ACTIVITY:
Pull every line holding the word "lines" out of the data and copy it.

*** RECORDS SHOWN

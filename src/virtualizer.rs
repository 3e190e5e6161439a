//! Windowed rendering arithmetic.
//!
//! Content height is `count * row_height` lines, so the scrollbar is sized for
//! the whole collection while only the rows intersecting the viewport (plus
//! overscan) are materialised. All operations are index arithmetic and do not
//! depend on the collection size.

use std::ops::Range;

use tracing::trace;

/// Index range to render and the absolute top offset of each row in it.
#[derive(Debug, Clone, Default, PartialEq, Eq)]
pub struct Window {
    pub start: usize,
    pub end: usize,
    pub offsets: Vec<usize>,
    pub total_height: usize,
}

impl Window {
    pub fn range(&self) -> Range<usize> {
        self.start..self.end
    }

    pub fn len(&self) -> usize {
        self.end - self.start
    }

    pub fn is_empty(&self) -> bool {
        self.start == self.end
    }
}

/// Pure window computation for a fixed row height.
pub fn compute_window(
    count: usize,
    row_height: usize,
    overscan: usize,
    scroll_offset: usize,
    viewport_height: usize,
) -> Window {
    let row_height = row_height.max(1);
    let total_height = count * row_height;
    if count == 0 {
        return Window {
            total_height,
            ..Default::default()
        };
    }

    let first = scroll_offset / row_height;
    let last = (scroll_offset + viewport_height).div_ceil(row_height);
    let start = first.saturating_sub(overscan).min(count);
    let end = last.saturating_add(overscan).min(count).max(start);
    let offsets = (start..end).map(|idx| idx * row_height).collect();

    Window {
        start,
        end,
        offsets,
        total_height,
    }
}

/// Scroll state of one table body.
#[derive(Debug, Clone)]
pub struct Virtualizer {
    row_height: usize,
    overscan: usize,
    count: usize,
    viewport_height: usize,
    scroll_offset: usize,
}

impl Virtualizer {
    pub fn new(row_height: usize, overscan: usize) -> Self {
        Self {
            row_height: row_height.max(1),
            overscan,
            count: 0,
            viewport_height: 0,
            scroll_offset: 0,
        }
    }

    pub fn row_height(&self) -> usize {
        self.row_height
    }

    pub fn scroll_offset(&self) -> usize {
        self.scroll_offset
    }

    pub fn total_height(&self) -> usize {
        self.count * self.row_height
    }

    pub fn max_scroll(&self) -> usize {
        self.total_height().saturating_sub(self.viewport_height)
    }

    /// Number of whole rows that fit the viewport, at least one.
    pub fn page_size(&self) -> usize {
        (self.viewport_height / self.row_height).max(1)
    }

    /// A new displayed collection. Scroll goes back to the top so no index
    /// can point past the new length.
    pub fn set_count(&mut self, count: usize) {
        trace!("Virtualizer count {} -> {}", self.count, count);
        self.count = count;
        self.scroll_offset = 0;
    }

    pub fn resize(&mut self, viewport_height: usize) {
        self.viewport_height = viewport_height;
        self.scroll_offset = self.scroll_offset.min(self.max_scroll());
    }

    pub fn scroll_to(&mut self, offset: usize) {
        self.scroll_offset = offset.min(self.max_scroll());
    }

    pub fn scroll_by(&mut self, delta: isize) {
        let target = self.scroll_offset.saturating_add_signed(delta);
        self.scroll_to(target);
    }

    /// Adjusts the scroll offset by the least amount that shows row `index`
    /// completely.
    pub fn ensure_visible(&mut self, index: usize) {
        if self.count == 0 {
            return;
        }
        let index = index.min(self.count - 1);
        let top = index * self.row_height;
        let bottom = top + self.row_height;
        if top < self.scroll_offset {
            self.scroll_to(top);
        } else if bottom > self.scroll_offset + self.viewport_height {
            self.scroll_to(bottom.saturating_sub(self.viewport_height));
        }
    }

    /// Row index at the top edge of the viewport.
    pub fn first_visible(&self) -> usize {
        if self.count == 0 {
            return 0;
        }
        (self.scroll_offset / self.row_height).min(self.count - 1)
    }

    pub fn window(&self) -> Window {
        compute_window(
            self.count,
            self.row_height,
            self.overscan,
            self.scroll_offset,
            self.viewport_height,
        )
    }
}

#[cfg(test)]
mod tests {
    use super::*;
    use proptest::prelude::*;

    #[test]
    fn empty_collection_has_empty_window() {
        let w = compute_window(0, 1, 5, 0, 20);
        assert!(w.is_empty());
        assert_eq!(w.total_height, 0);
        assert!(w.offsets.is_empty());
    }

    #[test]
    fn window_at_top_includes_trailing_overscan() {
        let w = compute_window(1_000, 1, 3, 0, 10);
        assert_eq!(w.range(), 0..13);
        assert_eq!(w.offsets[12], 12);
    }

    #[test]
    fn window_in_the_middle_has_overscan_on_both_sides() {
        let w = compute_window(50_000, 2, 3, 200, 20);
        // rows 100..110 visible
        assert_eq!(w.range(), 97..113);
        assert_eq!(w.offsets[0], 194);
        assert_eq!(w.total_height, 100_000);
    }

    #[test]
    fn partially_visible_row_is_included() {
        let w = compute_window(100, 3, 0, 1, 3);
        // lines 1..4 touch rows 0 and 1
        assert_eq!(w.range(), 0..2);
    }

    #[test]
    fn small_collection_is_clamped() {
        let w = compute_window(4, 1, 5, 0, 40);
        assert_eq!(w.range(), 0..4);
    }

    #[test]
    fn scroll_is_clamped_to_content() {
        let mut v = Virtualizer::new(1, 2);
        v.set_count(100);
        v.resize(10);
        v.scroll_to(1_000);
        assert_eq!(v.scroll_offset(), 90);
        v.scroll_by(-200);
        assert_eq!(v.scroll_offset(), 0);
    }

    #[test]
    fn new_count_resets_scroll() {
        let mut v = Virtualizer::new(1, 2);
        v.set_count(10_000);
        v.resize(20);
        v.scroll_to(9_000);
        v.set_count(5);
        assert_eq!(v.scroll_offset(), 0);
        assert!(v.window().end <= 5);
    }

    #[test]
    fn ensure_visible_scrolls_minimally() {
        let mut v = Virtualizer::new(1, 0);
        v.set_count(100);
        v.resize(10);
        v.ensure_visible(15);
        assert_eq!(v.scroll_offset(), 6);
        v.ensure_visible(8);
        assert_eq!(v.scroll_offset(), 6);
        v.ensure_visible(2);
        assert_eq!(v.scroll_offset(), 2);
    }

    #[test]
    fn resize_shrinking_content_clamps_scroll() {
        let mut v = Virtualizer::new(1, 0);
        v.set_count(30);
        v.resize(10);
        v.scroll_to(20);
        v.resize(25);
        assert_eq!(v.scroll_offset(), 5);
    }

    proptest! {
        #[test]
        fn window_is_contiguous_subset(
            count in 0usize..100_000,
            row_height in 1usize..5,
            overscan in 0usize..10,
            scroll in 0usize..1_000_000,
            viewport in 0usize..200,
        ) {
            let w = compute_window(count, row_height, overscan, scroll, viewport);
            prop_assert!(w.start <= w.end);
            prop_assert!(w.end <= count);
            prop_assert_eq!(w.offsets.len(), w.len());
            prop_assert_eq!(w.total_height, count * row_height);
            for (i, offset) in w.offsets.iter().enumerate() {
                prop_assert_eq!(*offset, (w.start + i) * row_height);
            }
        }

        #[test]
        fn window_covers_the_viewport(
            count in 1usize..10_000,
            row_height in 1usize..4,
            scroll_frac in 0.0f64..1.0,
            viewport in 1usize..100,
        ) {
            let mut v = Virtualizer::new(row_height, 2);
            v.set_count(count);
            v.resize(viewport);
            v.scroll_to((v.max_scroll() as f64 * scroll_frac) as usize);
            let w = v.window();
            let top_row = v.scroll_offset() / row_height;
            let bottom_row = ((v.scroll_offset() + viewport).div_ceil(row_height)).min(count);
            prop_assert!(w.start <= top_row);
            prop_assert!(w.end >= bottom_row);
        }
    }
}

******

RESPONSE FOR THIS EXERCISE:
//! Content height is `count * row_height` lines, so the scrollbar is sized for
        // lines 1..4 touch rows 0 and 1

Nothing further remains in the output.